What follows is data; output all of it exactly as given.

──────────

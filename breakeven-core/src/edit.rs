//! Single-field edits coming from the user.

use std::str::FromStr;

use thiserror::Error;

use crate::models::{BusinessModel, FieldPath, FieldValue, PathError, Section};

/// Errors produced while parsing or applying an edit.
#[derive(Debug, Error, PartialEq, Eq)]
pub enum EditError {
    /// The edit text has no `=` between path and value.
    #[error("expected '<path>=<value>', got '{0}'")]
    MissingValue(String),

    #[error(transparent)]
    Path(#[from] PathError),
}

/// One change to one leaf field: the target path and the raw text typed by
/// the user.
#[derive(Debug, Clone, PartialEq, Eq)]
pub struct EditCommand {
    pub path: FieldPath,
    pub raw: String,
}

impl EditCommand {
    /// Builds a command from the `(section, item, field, value)` tuple an
    /// input widget reports.
    pub fn new(
        section: Section,
        item: &str,
        field: &str,
        raw: &str,
    ) -> Result<Self, EditError> {
        Ok(Self {
            path: FieldPath::new(section, item, field)?,
            raw: raw.to_string(),
        })
    }

    /// Like [`EditCommand::new`], with the section given by its bare name
    /// (`personnel`, `goods`, `operating`, `daily`, `ticketed` or `fixed`).
    pub fn from_source(
        section: &str,
        item: &str,
        field: &str,
        raw: &str,
    ) -> Result<Self, EditError> {
        let section = Section::from_name(section.trim())
            .ok_or_else(|| PathError::UnknownSection(section.to_string()))?;
        Self::new(section, item, field, raw)
    }
}

impl FromStr for EditCommand {
    type Err = EditError;

    /// Parses `costs.goods.cogs.monthly=2500`.
    fn from_str(s: &str) -> Result<Self, Self::Err> {
        let (path, raw) = s
            .split_once('=')
            .ok_or_else(|| EditError::MissingValue(s.to_string()))?;
        Ok(Self {
            path: path.parse()?,
            raw: raw.to_string(),
        })
    }
}

/// Applies `edit` to `model` and returns the value now stored.
///
/// Numeric fields go through [`crate::coercion::num_value`], so garbage
/// input stores 0 rather than failing. Only an unknown path is an error, and
/// then the model is left as it was.
pub fn apply_edit(
    model: &mut BusinessModel,
    edit: &EditCommand,
) -> Result<FieldValue, EditError> {
    let value = FieldValue::Text(edit.raw.clone()).coerce(edit.path.kind());
    model.set_field(&edit.path, value.clone())?;
    Ok(value)
}

#[cfg(test)]
mod tests {
    use pretty_assertions::assert_eq;
    use rust_decimal::Decimal;
    use rust_decimal_macros::dec;

    use super::*;

    #[test]
    fn parse_splits_on_first_equals_sign() {
        let edit: EditCommand = "costs.goods.cogs.label=COGS = goods".parse().unwrap();

        assert_eq!(edit.path.to_string(), "costs.goods.cogs.label");
        assert_eq!(edit.raw, "COGS = goods");
    }

    #[test]
    fn parse_requires_value() {
        let result = "costs.goods.cogs.monthly".parse::<EditCommand>();

        assert_eq!(
            result,
            Err(EditError::MissingValue("costs.goods.cogs.monthly".to_string()))
        );
    }

    #[test]
    fn new_validates_field_name() {
        let result = EditCommand::new(Section::Goods, "cogs", "salary", "1");

        assert!(matches!(
            result,
            Err(EditError::Path(PathError::UnknownField { .. }))
        ));
    }

    #[test]
    fn from_source_accepts_bare_section_name() {
        let edit = EditCommand::from_source("ticketed", "trivia-nights", "guests", "30").unwrap();

        assert_eq!(edit.path.to_string(), "revenue.ticketed.trivia-nights.guests");
        assert_eq!(edit.raw, "30");
    }

    #[test]
    fn from_source_rejects_unknown_section_name() {
        let result = EditCommand::from_source("events", "trivia-nights", "guests", "30");

        assert_eq!(
            result,
            Err(EditError::Path(PathError::UnknownSection("events".to_string())))
        );
    }

    #[test]
    fn from_source_edit_reaches_the_model() {
        let mut model = BusinessModel::default();
        let edit = EditCommand::from_source("personnel", "exp-barista-40h", "high", "3").unwrap();

        apply_edit(&mut model, &edit).unwrap();

        assert_eq!(model.costs.personnel[0].high, dec!(3));
    }

    #[test]
    fn apply_edit_coerces_numeric_input() {
        let mut model = BusinessModel::default();
        let edit = EditCommand::new(Section::Personnel, "exp-barista-40h", "salary", "3200,5")
            .unwrap();

        let stored = apply_edit(&mut model, &edit).unwrap();

        assert_eq!(stored, FieldValue::Number(dec!(3200.5)));
        assert_eq!(model.costs.personnel[0].salary, dec!(3200.5));
    }

    #[test]
    fn apply_edit_stores_zero_for_garbage() {
        let mut model = BusinessModel::default();
        let edit: EditCommand = "revenue.fixed.small-weddings.price=lots".parse().unwrap();

        apply_edit(&mut model, &edit).unwrap();

        assert_eq!(model.revenue.fixed[1].price, Decimal::ZERO);
    }

    #[test]
    fn apply_edit_keeps_text_fields_verbatim() {
        let mut model = BusinessModel::default();
        let edit: EditCommand = "costs.operating.rent.label=Rent (shop)".parse().unwrap();

        apply_edit(&mut model, &edit).unwrap();

        assert_eq!(model.costs.operating[0].label, "Rent (shop)");
    }

    #[test]
    fn apply_edit_rejects_unknown_item() {
        let mut model = BusinessModel::default();
        let before = model.clone();
        let edit: EditCommand = "revenue.ticketed.karaoke.guests=40".parse().unwrap();

        let result = apply_edit(&mut model, &edit);

        assert!(matches!(
            result,
            Err(EditError::Path(PathError::UnknownItem { .. }))
        ));
        assert_eq!(model, before);
    }
}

──────────

### Answer to this exercise
filename breakeven-core/src/edit.rs
//! Single-field edits coming from the user.

use std::str::FromStr;

use thiserror::Error;

use crate::models::{BusinessModel, FieldPath, FieldValue, PathError, Section};

/// Errors produced while parsing or applying an edit.
#[derive(Debug, Error, PartialEq, Eq)]
pub enum EditError {
    /// The edit text has no `=` between path and value.
    #[error("expected '<path>=<value>', got '{0}'")]
    MissingValue(String),

    #[error(transparent)]
    Path(#[from] PathError),
}

/// One change to one leaf field: the target path and the raw text typed by
/// the user.
#[derive(Debug, Clone, PartialEq, Eq)]
pub struct EditCommand {
    pub path: FieldPath,
    pub raw: String,
}

impl EditCommand {
    /// Builds a command from the `(section, item, field, value)` tuple an
    /// input widget reports.
    pub fn new(
        section: Section,
        item: &str,
        field: &str,
        raw: &str,
    ) -> Result<Self, EditError> {
        Ok(Self {
            path: FieldPath::new(section, item, field)?,
            raw: raw.to_string(),
        })
    }

    /// Like [`EditCommand::new`], with the section given by its bare name
    /// (`personnel`, `goods`, `operating`, `daily`, `ticketed` or `fixed`).
    pub fn from_source(
        section: &str,
        item: &str,
        field: &str,
        raw: &str,
    ) -> Result<Self, EditError> {
        let section = Section::from_name(section.trim())
            .ok_or_else(|| PathError::UnknownSection(section.to_string()))?;
        Self::new(section, item, field, raw)
    }
}

impl FromStr for EditCommand {
    type Err = EditError;

    /// Parses `costs.goods.cogs.monthly=2500`.
    fn from_str(s: &str) -> Result<Self, Self::Err> {
        let (path, raw) = s
            .split_once('=')
            .ok_or_else(|| EditError::MissingValue(s.to_string()))?;
        Ok(Self {
            path: path.parse()?,
            raw: raw.to_string(),
        })
    }
}

/// Applies `edit` to `model` and returns the value now stored.
///
/// Numeric fields go through [`crate::coercion::num_value`], so garbage
/// input stores 0 rather than failing. Only an unknown path is an error, and
/// then the model is left as it was.
pub fn apply_edit(
    model: &mut BusinessModel,
    edit: &EditCommand,
) -> Result<FieldValue, EditError> {
    let value = FieldValue::Text(edit.raw.clone()).coerce(edit.path.kind());
    model.set_field(&edit.path, value.clone())?;
    Ok(value)
}

#[cfg(test)]
mod tests {
    use pretty_assertions::assert_eq;
    use rust_decimal::Decimal;
    use rust_decimal_macros::dec;

    use super::*;

    #[test]
    fn parse_splits_on_first_equals_sign() {
        let edit: EditCommand = "costs.goods.cogs.label=COGS = goods".parse().unwrap();

        assert_eq!(edit.path.to_string(), "costs.goods.cogs.label");
        assert_eq!(edit.raw, "COGS = goods");
    }

    #[test]
    fn parse_requires_value() {
        let result = "costs.goods.cogs.monthly".parse::<EditCommand>();

        assert_eq!(
            result,
            Err(EditError::MissingValue("costs.goods.cogs.monthly".to_string()))
        );
    }

    #[test]
    fn new_validates_field_name() {
        let result = EditCommand::new(Section::Goods, "cogs", "salary", "1");

        assert!(matches!(
            result,
            Err(EditError::Path(PathError::UnknownField { .. }))
        ));
    }

    #[test]
    fn from_source_accepts_bare_section_name() {
        let edit = EditCommand::from_source("ticketed", "trivia-nights", "guests", "30").unwrap();

        assert_eq!(edit.path.to_string(), "revenue.ticketed.trivia-nights.guests");
        assert_eq!(edit.raw, "30");
    }

    #[test]
    fn from_source_rejects_unknown_section_name() {
        let result = EditCommand::from_source("events", "trivia-nights", "guests", "30");

        assert_eq!(
            result,
            Err(EditError::Path(PathError::UnknownSection("events".to_string())))
        );
    }

    #[test]
    fn from_source_edit_reaches_the_model() {
        let mut model = BusinessModel::default();
        let edit = EditCommand::from_source("personnel", "exp-barista-40h", "high", "3").unwrap();

        apply_edit(&mut model, &edit).unwrap();

        assert_eq!(model.costs.personnel[0].high, dec!(3));
    }

    #[test]
    fn apply_edit_coerces_numeric_input() {
        let mut model = BusinessModel::default();
        let edit = EditCommand::new(Section::Personnel, "exp-barista-40h", "salary", "3200,5")
            .unwrap();

        let stored = apply_edit(&mut model, &edit).unwrap();

        assert_eq!(stored, FieldValue::Number(dec!(3200.5)));
        assert_eq!(model.costs.personnel[0].salary, dec!(3200.5));
    }

    #[test]
    fn apply_edit_stores_zero_for_garbage() {
        let mut model = BusinessModel::default();
        let edit: EditCommand = "revenue.fixed.small-weddings.price=lots".parse().unwrap();

        apply_edit(&mut model, &edit).unwrap();

        assert_eq!(model.revenue.fixed[1].price, Decimal::ZERO);
    }

    #[test]
    fn apply_edit_keeps_text_fields_verbatim() {
        let mut model = BusinessModel::default();
        let edit: EditCommand = "costs.operating.rent.label=Rent (shop)".parse().unwrap();

        apply_edit(&mut model, &edit).unwrap();

        assert_eq!(model.costs.operating[0].label, "Rent (shop)");
    }

    #[test]
    fn apply_edit_rejects_unknown_item() {
        let mut model = BusinessModel::default();
        let before = model.clone();
        let edit: EditCommand = "revenue.ticketed.karaoke.guests=40".parse().unwrap();

        let result = apply_edit(&mut model, &edit);

        assert!(matches!(
            result,
            Err(EditError::Path(PathError::UnknownItem { .. }))
        ));
        assert_eq!(model, before);
    }
}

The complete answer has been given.